DIRECTIONS FOR THIS TASK: Please report how many lines in the data underneath hold the word "NewProduct", with no other text.

# # # # # # #

use serde::{Deserialize, Serialize};

pub mod boost;
pub mod category;
pub mod composer;
pub mod config;
pub mod error;
pub mod listing;
pub mod normalize;
pub mod persist;
pub mod query;
pub mod rules;
pub mod sink;

pub use error::{CatalogError, Result};

/// A stored catalog product.
#[derive(Debug, Clone, PartialEq, Serialize, Deserialize)]
pub struct Product {
    pub uuid: String,
    pub name: String,
    pub description: Option<String>,
    pub oem: Option<String>,
    pub article: Option<String>,
    pub category_uuid: Option<String>,
    pub brand_uuid: Option<String>,
    pub product_group_uuid: Option<String>,
    pub disabled: bool,
    pub price: Option<f64>,
    pub prop_value: Option<String>,
    pub url_slug: String,
    pub image_prefix: Option<String>,
    pub filter_value_uuids: Vec<String>,
    pub analog_uuids: Vec<String>,
    /// RFC 3339, UTC
    pub created_at: String,
    pub updated_at: String,
}

/// Product as submitted for creation. `url_slug` falls back to the uuid.
#[derive(Debug, Clone, Default, PartialEq, Serialize, Deserialize)]
pub struct NewProduct {
    pub uuid: String,
    pub name: String,
    #[serde(default)]
    pub description: Option<String>,
    #[serde(default)]
    pub oem: Option<String>,
    #[serde(default)]
    pub article: Option<String>,
    #[serde(default)]
    pub category_uuid: Option<String>,
    #[serde(default)]
    pub brand_uuid: Option<String>,
    #[serde(default)]
    pub product_group_uuid: Option<String>,
    #[serde(default)]
    pub disabled: bool,
    #[serde(default)]
    pub price: Option<f64>,
    #[serde(default)]
    pub prop_value: Option<String>,
    #[serde(default)]
    pub url_slug: Option<String>,
    #[serde(default)]
    pub image_prefix: Option<String>,
    #[serde(default)]
    pub filter_value_uuids: Vec<String>,
    #[serde(default)]
    pub analog_uuids: Vec<String>,
}

/// Partial update. `None` leaves the stored value untouched; relation
/// lists that are present replace the stored lists.
#[derive(Debug, Clone, Default, PartialEq, Serialize, Deserialize)]
pub struct ProductPatch {
    pub name: Option<String>,
    pub description: Option<String>,
    pub oem: Option<String>,
    pub article: Option<String>,
    pub category_uuid: Option<String>,
    pub brand_uuid: Option<String>,
    pub product_group_uuid: Option<String>,
    pub disabled: Option<bool>,
    pub price: Option<f64>,
    pub prop_value: Option<String>,
    pub url_slug: Option<String>,
    pub image_prefix: Option<String>,
    pub filter_value_uuids: Option<Vec<String>>,
    pub analog_uuids: Option<Vec<String>>,
}

#[derive(Debug, Clone, PartialEq, Eq, Serialize, Deserialize)]
pub struct Category {
    pub uuid: String,
    pub name: String,
    #[serde(default)]
    pub parent_uuid: Option<String>,
    #[serde(default)]
    pub url_slug: Option<String>,
}

#[derive(Debug, Clone, PartialEq, Eq, Serialize, Deserialize)]
pub struct Brand {
    pub uuid: String,
    pub name: String,
}

impl Product {
    pub fn from_new(new: NewProduct, now: &str) -> Self {
        let url_slug = match new.url_slug {
            Some(slug) if !slug.is_empty() => slug,
            _ => new.uuid.clone(),
        };
        Self {
            uuid: new.uuid,
            name: new.name,
            description: new.description,
            oem: new.oem,
            article: new.article,
            category_uuid: new.category_uuid,
            brand_uuid: new.brand_uuid,
            product_group_uuid: new.product_group_uuid,
            disabled: new.disabled,
            price: new.price,
            prop_value: new.prop_value,
            url_slug,
            image_prefix: new.image_prefix,
            filter_value_uuids: new.filter_value_uuids,
            analog_uuids: new.analog_uuids,
            created_at: now.to_string(),
            updated_at: now.to_string(),
        }
    }

    pub fn apply(&mut self, patch: ProductPatch, now: &str) {
        if let Some(v) = patch.name { self.name = v; }
        if let Some(v) = patch.description { self.description = Some(v); }
        if let Some(v) = patch.oem { self.oem = Some(v); }
        if let Some(v) = patch.article { self.article = Some(v); }
        if let Some(v) = patch.category_uuid { self.category_uuid = Some(v); }
        if let Some(v) = patch.brand_uuid { self.brand_uuid = Some(v); }
        if let Some(v) = patch.product_group_uuid { self.product_group_uuid = Some(v); }
        if let Some(v) = patch.disabled { self.disabled = v; }
        if let Some(v) = patch.price { self.price = Some(v); }
        if let Some(v) = patch.prop_value { self.prop_value = Some(v); }
        if let Some(v) = patch.url_slug { self.url_slug = v; }
        if let Some(v) = patch.image_prefix { self.image_prefix = Some(v); }
        if let Some(v) = patch.filter_value_uuids { self.filter_value_uuids = v; }
        if let Some(v) = patch.analog_uuids { self.analog_uuids = v; }
        self.updated_at = now.to_string();
    }

    /// String view of a filterable/sortable column, `None` when unset.
    pub fn field_value(&self, field: &str) -> Option<String> {
        match field {
            "uuid" => Some(self.uuid.clone()),
            "name" => Some(self.name.clone()),
            "description" => self.description.clone(),
            "oem" => self.oem.clone(),
            "article" => self.article.clone(),
            "category_uuid" => self.category_uuid.clone(),
            "brand_uuid" => self.brand_uuid.clone(),
            "product_group_uuid" => self.product_group_uuid.clone(),
            "disabled" => Some(if self.disabled { "1".into() } else { "0".into() }),
            "price" => self.price.map(|p| p.to_string()),
            "prop_value" => self.prop_value.clone(),
            "url_slug" => Some(self.url_slug.clone()),
            "image_prefix" => self.image_prefix.clone(),
            "created_at" => Some(self.created_at.clone()),
            "updated_at" => Some(self.updated_at.clone()),
            _ => None,
        }
    }
}

/// Current UTC time as RFC 3339.
pub fn now_rfc3339() -> String {
    time::OffsetDateTime::now_utc()
        .format(&time::format_description::well_known::Rfc3339)
        .unwrap_or_else(|_| "".into())
}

# # # # # # #

WRITTEN RESPONSE: 2